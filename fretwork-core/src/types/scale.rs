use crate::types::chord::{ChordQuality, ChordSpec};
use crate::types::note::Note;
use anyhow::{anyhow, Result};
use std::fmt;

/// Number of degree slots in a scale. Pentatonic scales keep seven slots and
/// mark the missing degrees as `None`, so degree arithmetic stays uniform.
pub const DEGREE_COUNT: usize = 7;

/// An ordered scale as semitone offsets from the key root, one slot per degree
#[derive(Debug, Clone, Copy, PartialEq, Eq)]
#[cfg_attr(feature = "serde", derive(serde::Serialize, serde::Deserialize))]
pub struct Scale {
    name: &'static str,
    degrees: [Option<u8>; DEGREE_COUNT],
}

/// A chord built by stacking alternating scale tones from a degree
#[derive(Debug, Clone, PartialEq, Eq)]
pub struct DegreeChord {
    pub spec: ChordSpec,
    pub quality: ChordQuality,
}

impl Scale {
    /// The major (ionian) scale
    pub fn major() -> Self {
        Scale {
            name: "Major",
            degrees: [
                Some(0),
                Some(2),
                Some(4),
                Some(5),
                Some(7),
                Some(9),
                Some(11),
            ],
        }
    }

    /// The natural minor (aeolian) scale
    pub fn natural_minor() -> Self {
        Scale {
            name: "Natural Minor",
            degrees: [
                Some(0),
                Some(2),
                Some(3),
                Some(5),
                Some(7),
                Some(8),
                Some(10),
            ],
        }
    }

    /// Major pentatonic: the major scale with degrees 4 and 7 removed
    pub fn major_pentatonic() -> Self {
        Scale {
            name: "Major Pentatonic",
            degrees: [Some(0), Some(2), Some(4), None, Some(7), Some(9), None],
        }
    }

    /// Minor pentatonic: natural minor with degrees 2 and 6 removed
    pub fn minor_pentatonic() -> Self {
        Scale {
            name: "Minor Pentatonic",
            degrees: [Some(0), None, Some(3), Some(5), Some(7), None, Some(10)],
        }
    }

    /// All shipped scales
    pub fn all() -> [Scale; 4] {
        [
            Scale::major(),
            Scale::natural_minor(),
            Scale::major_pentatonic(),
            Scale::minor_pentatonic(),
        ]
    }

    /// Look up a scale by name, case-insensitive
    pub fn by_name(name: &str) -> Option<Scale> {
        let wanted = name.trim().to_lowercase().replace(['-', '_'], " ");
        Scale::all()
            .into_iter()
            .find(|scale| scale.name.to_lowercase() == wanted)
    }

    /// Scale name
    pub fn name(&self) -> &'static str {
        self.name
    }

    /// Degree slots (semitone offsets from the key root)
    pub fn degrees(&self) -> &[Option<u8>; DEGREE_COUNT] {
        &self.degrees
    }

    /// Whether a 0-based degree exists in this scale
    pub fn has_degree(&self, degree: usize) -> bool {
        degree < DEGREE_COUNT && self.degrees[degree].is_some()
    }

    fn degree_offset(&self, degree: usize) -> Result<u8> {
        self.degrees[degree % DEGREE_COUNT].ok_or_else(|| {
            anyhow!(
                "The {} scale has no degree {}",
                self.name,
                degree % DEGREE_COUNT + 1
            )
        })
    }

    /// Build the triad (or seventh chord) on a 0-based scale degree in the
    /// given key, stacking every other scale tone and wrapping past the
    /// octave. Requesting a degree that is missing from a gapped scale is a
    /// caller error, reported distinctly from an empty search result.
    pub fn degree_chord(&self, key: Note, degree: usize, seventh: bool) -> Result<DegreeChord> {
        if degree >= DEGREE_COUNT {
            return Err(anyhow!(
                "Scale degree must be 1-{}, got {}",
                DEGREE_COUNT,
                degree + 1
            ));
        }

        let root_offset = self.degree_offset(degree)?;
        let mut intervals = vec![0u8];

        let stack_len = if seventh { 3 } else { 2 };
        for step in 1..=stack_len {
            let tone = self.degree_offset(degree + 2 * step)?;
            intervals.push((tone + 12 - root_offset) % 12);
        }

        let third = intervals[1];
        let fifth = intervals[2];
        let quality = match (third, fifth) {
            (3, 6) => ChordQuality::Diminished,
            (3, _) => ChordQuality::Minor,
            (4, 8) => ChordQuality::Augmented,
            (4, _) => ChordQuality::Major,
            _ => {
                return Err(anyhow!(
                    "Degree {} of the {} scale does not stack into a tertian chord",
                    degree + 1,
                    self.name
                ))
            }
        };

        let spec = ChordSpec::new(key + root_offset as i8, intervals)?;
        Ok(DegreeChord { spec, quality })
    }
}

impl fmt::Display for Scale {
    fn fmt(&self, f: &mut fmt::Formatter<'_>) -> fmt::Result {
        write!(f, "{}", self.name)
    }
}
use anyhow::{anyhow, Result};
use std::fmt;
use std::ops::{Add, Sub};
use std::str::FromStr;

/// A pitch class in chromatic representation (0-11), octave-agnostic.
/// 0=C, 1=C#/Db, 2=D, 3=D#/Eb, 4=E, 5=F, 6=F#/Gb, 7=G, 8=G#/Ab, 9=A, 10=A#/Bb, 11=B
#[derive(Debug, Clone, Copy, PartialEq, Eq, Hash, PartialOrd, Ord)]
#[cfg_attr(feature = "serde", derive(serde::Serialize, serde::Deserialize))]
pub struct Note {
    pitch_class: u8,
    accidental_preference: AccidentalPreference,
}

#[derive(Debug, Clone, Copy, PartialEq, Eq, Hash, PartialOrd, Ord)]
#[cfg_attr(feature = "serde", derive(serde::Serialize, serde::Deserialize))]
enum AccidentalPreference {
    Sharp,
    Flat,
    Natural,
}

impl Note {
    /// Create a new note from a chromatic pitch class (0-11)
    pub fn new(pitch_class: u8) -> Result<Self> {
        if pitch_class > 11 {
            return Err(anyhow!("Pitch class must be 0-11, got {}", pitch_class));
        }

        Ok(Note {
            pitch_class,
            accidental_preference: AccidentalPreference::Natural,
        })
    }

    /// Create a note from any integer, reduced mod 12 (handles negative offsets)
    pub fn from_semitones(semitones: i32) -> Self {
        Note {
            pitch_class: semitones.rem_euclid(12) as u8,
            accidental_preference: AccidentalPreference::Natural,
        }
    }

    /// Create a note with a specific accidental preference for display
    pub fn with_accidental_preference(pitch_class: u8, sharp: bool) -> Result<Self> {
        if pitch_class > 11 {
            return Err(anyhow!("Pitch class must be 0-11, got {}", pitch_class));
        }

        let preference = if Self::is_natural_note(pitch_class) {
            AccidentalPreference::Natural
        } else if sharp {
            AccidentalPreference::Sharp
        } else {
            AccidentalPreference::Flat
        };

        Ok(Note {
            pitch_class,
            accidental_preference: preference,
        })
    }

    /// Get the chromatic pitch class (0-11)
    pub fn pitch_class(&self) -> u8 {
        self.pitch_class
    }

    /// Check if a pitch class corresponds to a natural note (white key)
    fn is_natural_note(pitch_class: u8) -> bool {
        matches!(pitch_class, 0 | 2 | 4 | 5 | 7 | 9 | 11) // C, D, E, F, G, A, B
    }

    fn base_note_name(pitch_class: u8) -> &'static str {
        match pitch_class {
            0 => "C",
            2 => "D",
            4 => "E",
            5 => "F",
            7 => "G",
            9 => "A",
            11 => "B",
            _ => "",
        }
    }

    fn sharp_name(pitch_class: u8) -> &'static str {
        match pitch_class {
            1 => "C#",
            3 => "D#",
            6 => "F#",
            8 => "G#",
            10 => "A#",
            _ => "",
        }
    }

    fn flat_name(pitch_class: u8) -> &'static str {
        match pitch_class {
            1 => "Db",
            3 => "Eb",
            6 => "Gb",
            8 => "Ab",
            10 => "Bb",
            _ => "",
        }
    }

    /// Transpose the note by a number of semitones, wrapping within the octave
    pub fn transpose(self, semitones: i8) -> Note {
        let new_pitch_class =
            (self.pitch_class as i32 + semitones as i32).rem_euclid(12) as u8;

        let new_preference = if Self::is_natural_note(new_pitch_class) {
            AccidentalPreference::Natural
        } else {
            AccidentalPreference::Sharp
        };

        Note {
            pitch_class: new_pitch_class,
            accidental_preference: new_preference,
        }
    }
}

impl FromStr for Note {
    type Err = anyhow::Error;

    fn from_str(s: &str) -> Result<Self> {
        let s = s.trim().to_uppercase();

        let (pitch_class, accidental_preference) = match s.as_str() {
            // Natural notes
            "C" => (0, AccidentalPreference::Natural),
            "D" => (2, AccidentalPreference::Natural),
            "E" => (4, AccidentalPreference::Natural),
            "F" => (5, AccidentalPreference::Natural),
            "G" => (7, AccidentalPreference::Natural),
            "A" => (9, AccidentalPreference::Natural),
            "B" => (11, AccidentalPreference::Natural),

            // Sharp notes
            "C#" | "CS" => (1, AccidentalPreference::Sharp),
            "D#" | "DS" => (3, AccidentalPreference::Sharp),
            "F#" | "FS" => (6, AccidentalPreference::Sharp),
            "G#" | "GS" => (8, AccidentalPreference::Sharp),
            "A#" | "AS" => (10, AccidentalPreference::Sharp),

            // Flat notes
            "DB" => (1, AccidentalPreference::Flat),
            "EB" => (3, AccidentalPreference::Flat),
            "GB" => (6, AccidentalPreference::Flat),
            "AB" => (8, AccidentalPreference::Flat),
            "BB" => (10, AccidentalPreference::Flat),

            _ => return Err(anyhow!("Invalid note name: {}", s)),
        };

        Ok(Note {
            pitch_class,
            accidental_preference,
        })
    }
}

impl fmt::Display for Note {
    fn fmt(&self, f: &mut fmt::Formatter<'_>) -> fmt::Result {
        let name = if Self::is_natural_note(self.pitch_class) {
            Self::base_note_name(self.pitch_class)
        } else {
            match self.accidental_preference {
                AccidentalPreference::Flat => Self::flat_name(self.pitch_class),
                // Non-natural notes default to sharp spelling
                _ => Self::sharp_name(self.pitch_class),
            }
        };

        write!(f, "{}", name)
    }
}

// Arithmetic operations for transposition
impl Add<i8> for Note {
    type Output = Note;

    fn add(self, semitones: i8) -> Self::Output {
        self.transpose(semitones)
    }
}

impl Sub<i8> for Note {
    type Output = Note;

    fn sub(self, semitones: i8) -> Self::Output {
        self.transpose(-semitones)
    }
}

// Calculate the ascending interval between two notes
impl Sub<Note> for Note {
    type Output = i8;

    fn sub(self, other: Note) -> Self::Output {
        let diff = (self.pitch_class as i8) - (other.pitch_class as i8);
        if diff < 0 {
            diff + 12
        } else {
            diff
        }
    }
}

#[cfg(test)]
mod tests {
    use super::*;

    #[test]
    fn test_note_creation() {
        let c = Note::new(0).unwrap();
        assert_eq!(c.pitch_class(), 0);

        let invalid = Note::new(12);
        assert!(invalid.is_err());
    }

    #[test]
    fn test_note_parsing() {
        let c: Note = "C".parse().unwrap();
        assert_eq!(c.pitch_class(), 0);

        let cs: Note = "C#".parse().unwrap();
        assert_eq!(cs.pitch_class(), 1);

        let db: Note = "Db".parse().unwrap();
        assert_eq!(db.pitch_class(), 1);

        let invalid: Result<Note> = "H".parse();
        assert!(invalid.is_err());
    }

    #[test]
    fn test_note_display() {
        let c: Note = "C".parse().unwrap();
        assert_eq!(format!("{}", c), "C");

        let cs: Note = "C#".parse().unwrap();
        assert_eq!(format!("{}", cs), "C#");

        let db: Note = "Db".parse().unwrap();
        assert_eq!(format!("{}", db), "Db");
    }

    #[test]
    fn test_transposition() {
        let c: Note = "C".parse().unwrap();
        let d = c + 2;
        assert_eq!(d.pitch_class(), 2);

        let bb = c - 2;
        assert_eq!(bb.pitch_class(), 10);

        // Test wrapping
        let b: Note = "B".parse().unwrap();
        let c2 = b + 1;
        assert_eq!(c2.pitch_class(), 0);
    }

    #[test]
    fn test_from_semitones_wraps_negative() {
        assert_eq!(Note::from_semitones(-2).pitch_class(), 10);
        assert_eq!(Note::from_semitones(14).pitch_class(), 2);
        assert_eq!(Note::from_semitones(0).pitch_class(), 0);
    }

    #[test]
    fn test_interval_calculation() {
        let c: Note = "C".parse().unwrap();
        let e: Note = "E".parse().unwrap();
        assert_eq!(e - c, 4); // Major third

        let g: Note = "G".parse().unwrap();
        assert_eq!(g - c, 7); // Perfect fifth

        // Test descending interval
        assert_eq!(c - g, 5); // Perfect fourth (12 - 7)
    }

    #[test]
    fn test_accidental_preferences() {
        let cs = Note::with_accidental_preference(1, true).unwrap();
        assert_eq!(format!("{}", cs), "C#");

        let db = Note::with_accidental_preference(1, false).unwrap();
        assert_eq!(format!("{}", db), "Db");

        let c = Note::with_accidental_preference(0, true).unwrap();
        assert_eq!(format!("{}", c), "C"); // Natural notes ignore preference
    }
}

+ + + + +

- _Assignment_: Throughout the data above, report every line that contains the string "crate".

- _Task result_:
use crate::types::chord::{ChordQuality, ChordSpec};
use crate::types::note::Note;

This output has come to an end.